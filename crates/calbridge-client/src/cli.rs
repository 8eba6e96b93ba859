//! Command-line interface definition.

use std::path::PathBuf;

use clap::{Parser, Subcommand};

/// calbridge - calendar sync worker and its bridge
#[derive(Debug, Parser)]
#[command(name = "calbridge")]
#[command(author, version, about, long_about = None)]
pub struct Cli {
    /// Path to configuration file
    #[arg(long, short, env = "CALBRIDGE_CONFIG")]
    pub config: Option<PathBuf>,

    /// Enable debug output
    #[arg(long, short = 'v')]
    pub debug: bool,

    /// Path to the daemon socket
    #[arg(long, env = "CALBRIDGE_SOCKET")]
    pub socket_path: Option<PathBuf>,

    #[command(subcommand)]
    pub command: Command,
}

#[derive(Debug, Subcommand)]
pub enum Command {
    /// Run the sync worker in the foreground, serving the socket
    Daemon,

    /// Sync one account, or every account, and follow it to completion
    Sync {
        /// Account to sync; all accounts when omitted
        #[arg(long, short)]
        account: Option<String>,
    },

    /// Cancel a running sync
    Cancel {
        /// Account whose sync to cancel
        account: String,
    },

    /// Show network state, accounts and running syncs
    Status,

    /// Print one stored record as JSON
    Get {
        /// Entity kind (Account, Calendar, Event, IcalComponent, ...)
        kind: String,
        /// Record id
        id: String,
    },

    /// Print every stored record of a kind as JSON
    List {
        /// Entity kind
        kind: String,
    },

    /// Configuration management
    Config {
        #[command(subcommand)]
        action: ConfigAction,
    },
}

#[derive(Debug, Subcommand)]
pub enum ConfigAction {
    /// Print the loaded configuration
    Dump,
    /// Check every configured account
    Validate,
    /// Show the configuration file path
    Path,
}

#[cfg(test)]
mod tests {
    use super::*;
    use clap::CommandFactory;

    #[test]
    fn definition_is_consistent() {
        Cli::command().debug_assert();
    }

    #[test]
    fn parses_sync_with_account() {
        let cli = Cli::try_parse_from(["calbridge", "--debug", "sync", "--account", "work"]).unwrap();
        assert!(cli.debug);
        match cli.command {
            Command::Sync { account } => assert_eq!(account.as_deref(), Some("work")),
            other => panic!("unexpected command {:?}", other),
        }
    }

    #[test]
    fn parses_get() {
        let cli = Cli::try_parse_from(["calbridge", "get", "Event", "e1"]).unwrap();
        assert!(matches!(
            cli.command,
            Command::Get { ref kind, ref id } if kind == "Event" && id == "e1"
        ));
    }

    #[test]
    fn subcommand_is_required() {
        assert!(Cli::try_parse_from(["calbridge"]).is_err());
    }
}
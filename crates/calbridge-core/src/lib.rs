//! Core types shared by every calbridge crate.
//!
//! - [`entity`]: the stored records and the closed [`EntityKind`] vocabulary
//! - [`pending`]: the process-wide pending-operation tracker
//! - [`time`]: event times and query windows
//! - [`tracing`]: logging setup

pub mod entity;
pub mod pending;
pub mod time;
pub mod tracing;

use std::future::Future;
use std::pin::Pin;

pub use entity::{
    Account, Alarm, Busytime, Calendar, Credentials, Entity, EntityKind, Event, EventOverride,
    IcalComponent, ProviderKind, Setting, UnknownKind,
};
pub use pending::{ObserverId, PendingError, PendingGuard, PendingTracker, PendingTransition};
pub use time::{EventTime, TimeWindow};
pub use self::tracing::{TracingConfig, TracingError, TracingOutputFormat, init_tracing};

/// Boxed future used by the object-safe async traits across the workspace.
pub type BoxFuture<'a, T> = Pin<Box<dyn Future<Output = T> + Send + 'a>>;
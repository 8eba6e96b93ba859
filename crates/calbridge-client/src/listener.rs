//! Typed fan-out of worker broadcasts.
//!
//! A [`BroadcastListener`] declares the events it accepts. Subscribing to an
//! undeclared event is an error; receiving one is ignored. With
//! `pending` set, the start and complete events drive a [`PendingTracker`]
//! before any callback runs, so a UI can show one busy indicator for all
//! running syncs.
//!
//! Starts are counted per `account_id`. A completion only settles a start
//! this listener saw, and starts still open when the broadcast stream ends
//! are settled then.

use std::collections::HashMap;
use std::fmt;
use std::str::FromStr;
use std::sync::atomic::{AtomicU64, Ordering};
use std::sync::{Arc, Mutex, MutexGuard, PoisonError};

use calbridge_core::PendingTracker;
use calbridge_protocol::EventName;
use serde_json::Value;
use thiserror::Error;
use tokio::task::JoinHandle;
use tracing::{debug, error};

use crate::bridge::BridgeClient;

#[derive(Debug, Error, PartialEq, Eq)]
pub enum ListenerError {
    #[error("event {0} is not declared by this listener")]
    UnknownEvent(String),
}

/// Handle returned by [`BroadcastListener::on`].
#[derive(Debug, Clone, Copy, PartialEq, Eq, Hash)]
pub struct SubscriptionId(u64);

/// What a listener accepts and how it drives the pending counter.
#[derive(Debug, Clone, PartialEq, Eq)]
pub struct ListenerSpec {
    pub events: Vec<EventName>,
    pub start_event: Option<EventName>,
    pub complete_event: Option<EventName>,
    pub pending: bool,
}

impl ListenerSpec {
    /// Sync lifecycle: `syncStart` through `syncComplete`.
    pub fn sync() -> Self {
        Self {
            events: vec![
                EventName::SyncStart,
                EventName::SyncComplete,
                EventName::SyncError,
                EventName::SyncOffline,
                EventName::SyncProgress,
            ],
            start_event: Some(EventName::SyncStart),
            complete_event: Some(EventName::SyncComplete),
            pending: true,
        }
    }

    /// Occurrence expansion: `expandStart` through `expandComplete`.
    pub fn expand() -> Self {
        Self {
            events: vec![EventName::ExpandStart, EventName::ExpandComplete],
            start_event: Some(EventName::ExpandStart),
            complete_event: Some(EventName::ExpandComplete),
            pending: true,
        }
    }

    pub fn declares(&self, event: EventName) -> bool {
        self.events.contains(&event)
    }
}

type Callback = Arc<dyn Fn(&Value) + Send + Sync>;

pub struct BroadcastListener {
    spec: ListenerSpec,
    tracker: Option<PendingTracker>,
    subscribers: Mutex<HashMap<EventName, Vec<(SubscriptionId, Callback)>>>,
    outstanding: Mutex<HashMap<String, usize>>,
    next_id: AtomicU64,
}

impl fmt::Debug for BroadcastListener {
    fn fmt(&self, f: &mut fmt::Formatter<'_>) -> fmt::Result {
        f.debug_struct("BroadcastListener")
            .field("spec", &self.spec)
            .field("tracker", &self.tracker)
            .finish()
    }
}

impl BroadcastListener {
    /// `tracker` is only driven when `spec.pending` is set.
    pub fn new(spec: ListenerSpec, tracker: Option<PendingTracker>) -> Self {
        Self {
            spec,
            tracker,
            subscribers: Mutex::new(HashMap::new()),
            outstanding: Mutex::new(HashMap::new()),
            next_id: AtomicU64::new(0),
        }
    }

    pub fn spec(&self) -> &ListenerSpec {
        &self.spec
    }

    /// Calls `callback` with the payload of every `event`, after the
    /// callbacks registered before it.
    pub fn on<F>(&self, event: EventName, callback: F) -> Result<SubscriptionId, ListenerError>
    where
        F: Fn(&Value) + Send + Sync + 'static,
    {
        if !self.spec.declares(event) {
            error!(%event, "subscription to undeclared event");
            return Err(ListenerError::UnknownEvent(event.to_string()));
        }
        let id = SubscriptionId(self.next_id.fetch_add(1, Ordering::Relaxed));
        self.subscribers
            .lock()
            .unwrap_or_else(PoisonError::into_inner)
            .entry(event)
            .or_default()
            .push((id, Arc::new(callback)));
        Ok(id)
    }

    /// [`on`](Self::on) with the event given by its wire name.
    pub fn on_named<F>(&self, event: &str, callback: F) -> Result<SubscriptionId, ListenerError>
    where
        F: Fn(&Value) + Send + Sync + 'static,
    {
        let Ok(parsed) = EventName::from_str(event) else {
            error!(event, "subscription to unknown event");
            return Err(ListenerError::UnknownEvent(event.to_string()));
        };
        self.on(parsed, callback)
    }

    pub fn off(&self, event: EventName, id: SubscriptionId) -> bool {
        let mut subscribers = self.subscribers.lock().unwrap_or_else(PoisonError::into_inner);
        let Some(list) = subscribers.get_mut(&event) else {
            return false;
        };
        let before = list.len();
        list.retain(|(existing, _)| *existing != id);
        list.len() != before
    }

    /// Delivers one broadcast.
    pub fn dispatch(&self, event: EventName, payload: &Value) {
        if !self.spec.declares(event) {
            debug!(%event, "undeclared broadcast ignored");
            return;
        }
        if self.spec.pending
            && let Some(tracker) = &self.tracker
        {
            let key = payload["account_id"].as_str().unwrap_or_default();
            if self.spec.start_event == Some(event) {
                *self.outstanding().entry(key.to_string()).or_default() += 1;
                tracker.increment();
            } else if self.spec.complete_event == Some(event) {
                if self.settle(key) {
                    // Underflow is already reported by the tracker.
                    let _ = tracker.decrement();
                } else {
                    debug!(%event, account = key, "completion without a start ignored");
                }
            }
        }

        let callbacks: Vec<Callback> = self
            .subscribers
            .lock()
            .unwrap_or_else(PoisonError::into_inner)
            .get(&event)
            .map(|list| list.iter().map(|(_, callback)| callback.clone()).collect())
            .unwrap_or_default();
        for callback in callbacks {
            callback(payload);
        }
    }

    /// Settles every start still waiting for its completion. Returns how
    /// many were settled.
    pub fn release_outstanding(&self) -> usize {
        let open: usize = self.outstanding().drain().map(|(_, count)| count).sum();
        if open == 0 {
            return 0;
        }
        debug!(count = open, "settling starts without completion");
        if let Some(tracker) = &self.tracker {
            for _ in 0..open {
                let _ = tracker.decrement();
            }
        }
        open
    }

    /// Starts seen without their completion yet.
    pub fn outstanding_starts(&self) -> usize {
        self.outstanding().values().sum()
    }

    /// Feeds every broadcast `client` receives from now on into
    /// [`dispatch`](Self::dispatch). The task ends with the bridge and
    /// then settles the starts that never completed.
    pub fn attach(self: &Arc<Self>, client: &BridgeClient) -> JoinHandle<()> {
        let mut broadcasts = client.subscribe();
        let listener = self.clone();
        tokio::spawn(async move {
            while let Some(broadcast) = broadcasts.recv().await {
                listener.dispatch(broadcast.event, &broadcast.payload);
            }
            listener.release_outstanding();
            debug!("listener detached");
        })
    }

    fn settle(&self, key: &str) -> bool {
        let mut outstanding = self.outstanding();
        let Some(count) = outstanding.get_mut(key) else {
            return false;
        };
        *count -= 1;
        if *count == 0 {
            outstanding.remove(key);
        }
        true
    }

    fn outstanding(&self) -> MutexGuard<'_, HashMap<String, usize>> {
        self.outstanding.lock().unwrap_or_else(PoisonError::into_inner)
    }
}

impl Drop for BroadcastListener {
    fn drop(&mut self) {
        self.release_outstanding();
    }
}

========================================================================

▶ _ACTIVITY_: Output exactly one stretch of the listing: from the line containing "let Some(list) = subscribers.get_mut(&event)" through the line containing "now on into", both end lines included.

▶ _RESULT_:
        let Some(list) = subscribers.get_mut(&event) else {
            return false;
        };
        let before = list.len();
        list.retain(|(existing, _)| *existing != id);
        list.len() != before
    }

    /// Delivers one broadcast.
    pub fn dispatch(&self, event: EventName, payload: &Value) {
        if !self.spec.declares(event) {
            debug!(%event, "undeclared broadcast ignored");
            return;
        }
        if self.spec.pending
            && let Some(tracker) = &self.tracker
        {
            let key = payload["account_id"].as_str().unwrap_or_default();
            if self.spec.start_event == Some(event) {
                *self.outstanding().entry(key.to_string()).or_default() += 1;
                tracker.increment();
            } else if self.spec.complete_event == Some(event) {
                if self.settle(key) {
                    // Underflow is already reported by the tracker.
                    let _ = tracker.decrement();
                } else {
                    debug!(%event, account = key, "completion without a start ignored");
                }
            }
        }

        let callbacks: Vec<Callback> = self
            .subscribers
            .lock()
            .unwrap_or_else(PoisonError::into_inner)
            .get(&event)
            .map(|list| list.iter().map(|(_, callback)| callback.clone()).collect())
            .unwrap_or_default();
        for callback in callbacks {
            callback(payload);
        }
    }

    /// Settles every start still waiting for its completion. Returns how
    /// many were settled.
    pub fn release_outstanding(&self) -> usize {
        let open: usize = self.outstanding().drain().map(|(_, count)| count).sum();
        if open == 0 {
            return 0;
        }
        debug!(count = open, "settling starts without completion");
        if let Some(tracker) = &self.tracker {
            for _ in 0..open {
                let _ = tracker.decrement();
            }
        }
        open
    }

    /// Starts seen without their completion yet.
    pub fn outstanding_starts(&self) -> usize {
        self.outstanding().values().sum()
    }

    /// Feeds every broadcast `client` receives from now on into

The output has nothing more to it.